By default, Minitel terminals were designed to decode and display pages of data in videotex format. In the late 1970s, videotex referred to an emerging family of media technologies intended to bridge the twin pillars of midcentury telecommunications: the telephone and television. The simplest implementations of videotex broadcast a revolving set of static “pages” including a mix of text and images to be displayed on a home television. One can imagine such a system being used to circulate announcements about weather, civic matters, or a calendar of local events. This was called teletext.

Télétel was the official brand name of the overall ecosystem that connected Minitel terminals to videotex services.

Crucially, it created a gateway between the preexisting, switched telephone network and newly built public data network, Transpac. Transpac was a packet-switched network using the (then cutting-edge) virtual circuit X.25 protocol.

How about the terminal hardware?

The [early 1980s] Minitel 1B is a self-contained data terminal. All the hardware fits into a molded plastic case approximately eight inches tall, ten inches wide, and ten inches deep. The front of the Minitel 1B is dark brown, and the rear of the case is a lighter beige color. The keyboard is attached to the bottom edge of the front of the case by a hinge. When not in use, the keyboard folds up and is held in place by a latch at the top of the case. In the rear, the case bumps out to accommodate the electron guns of the built-in cathode-ray tube. A large knob embedded in the case controls the brightness of the display. On one side of the rear of the case, a small plastic window lifts up to reveal a serial port with a five-pin DIN connection. On the other side, two long black cables lead out. One cable ends with a standard “Type-C Europlug” AC power plug, and the other ends with a standard T-plug for connecting to the French telephone network. Unlatching the keyboard reveals a small glass screen, or l’écran, approximately eight inches across. A square power button and small red LED are below the screen. The keyboard, or le clavier, includes sixty-four keys. The keys are “chiclet” style, similar to the Sinclair ZX-80 or IBM PCjr, with a few millimeters of space between each. In addition to twenty-six letters, ten numerals, nine punctuation keys, and a space bar, the keyboard includes both a shift key and unlabeled modifier key. The effect of the shift and modifier keys is indicated by a set of color-coded alternate characters printed on the surface of the keyboard. Ten keys at the top of the keyboard correspond to Télétel commands, such as sommaire (table of contents) and envoi (send).

A true “dumb terminal,” the Minitel supplied a reliable interface to remote information services while performing minimal computing of its own. It is often said that the Minitel did not have a CPU or memory, but this is not strictly true. While the Minitel 1 was not a generally programmable computer, a microprocessor was necessary to operate the modem, serial port, keyboard, and screen. Similarly, the Minitel 1 did not have an operating system or BIOS but rather a small set of software burned into ROM that implemented decoders for the keyboard and display as well as protocols for serial communication and error correction. Additional volatile memory was used to store the current state of the screen and provide a buffer for user input. More expensive models such as the Minitel 10 included additional hardware and software features, including a built-in tone generator and automatic telephone dialer.

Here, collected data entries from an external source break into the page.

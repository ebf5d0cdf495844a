use std::future::Future;
use std::time::Duration;

use tokio::task::JoinHandle;

/// Runs the most recently scheduled task after `delay`; scheduling again
/// before the delay elapses cancels the earlier task.
#[derive(Debug)]
pub struct Debouncer {
    delay: Duration,
    pending: Option<JoinHandle<()>>,
}

impl Debouncer {
    #[must_use]
    pub fn new(delay: Duration) -> Self {
        Self {
            delay,
            pending: None,
        }
    }

    #[must_use]
    pub fn delay(&self) -> Duration {
        self.delay
    }

    /// Must be called from within a tokio runtime.
    pub fn schedule<F>(&mut self, task: F)
    where
        F: Future<Output = ()> + Send + 'static,
    {
        self.cancel();
        let delay = self.delay;
        self.pending = Some(tokio::spawn(async move {
            tokio::time::sleep(delay).await;
            task.await;
        }));
    }

    pub fn cancel(&mut self) {
        if let Some(handle) = self.pending.take() {
            handle.abort();
        }
    }

    #[must_use]
    pub fn is_pending(&self) -> bool {
        self.pending
            .as_ref()
            .is_some_and(|handle| !handle.is_finished())
    }
}

impl Drop for Debouncer {
    fn drop(&mut self) {
        self.cancel();
    }
}
fn query_lines(app: &TuiApp) -> Vec<Line<'static>> {
    let query = &app.services.query;
    let mut lines = vec![
        Line::from("Query Builder (e: edit prompt, Enter: generate, x: run, s: save, o: export)"),
        Line::from(format!("Prompt: {}", app.prompt_input)),
        Line::from(""),
    ];
    match query.sql() {
        Some(sql) => {
            lines.push(Line::from("SQL:"));
            lines.extend(sql.lines().map(|line| Line::from(format!("  {line}"))));
        }
        None => lines.push(Line::from("SQL: (none yet)")),
    }
    if let Some(explanation) = query.explanation() {
        lines.push(Line::from(format!("Why: {explanation}")));
    }
    if let Some(result) = query.result() {
        lines.push(Line::from(""));
        lines.extend(result_lines(&result));
    }
    lines
}

fn result_lines(result: &QueryResult) -> Vec<Line<'static>> {
    let mut lines = vec![Line::from(result.columns.join(" | "))];
    for row in result.rows.iter().take(RESULT_PREVIEW_ROWS) {
        let cells: Vec<String> = row.iter().map(QueryResult::cell_text).collect();
        lines.push(Line::from(cells.join(" | ")));
    }
    lines.push(Line::from(format!(
        "{} rows{}{}",
        result.row_count(),
        if result.truncated { " (truncated)" } else { "" },
        result
            .elapsed_ms
            .map(|ms| format!(" in {ms} ms"))
            .unwrap_or_default()
    )));
    lines
}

The Minitel modem was an asymmetrical duplex modem—a communication standard that had been continuously negotiated and refined by the International Telecommunication Union (ITU) since 1964.27 In practice, this meant that the Minitel could receive (demodulate) data at 1,200 baud while simultaneously sending (modulating) at 75 baud.

One unusual feature of the Minitel 1B was the option [when uploading a large file] to “flip” the transmission rates (retournement du modem).

Although the official documentation only hinted at this use, the Minitel could act as an external modem for a standard PC. This was an enormous opportunity for microcomputer hobbyists in France. Whereas a comparable PC modem might cost fifteen hundred francs, the Minitel was free. The process of connecting the Minitel to a PC was not simple—both soldering and programming were required—but the cost-saving hack was documented in widely circulated magazines for the microcomputer enthusiast.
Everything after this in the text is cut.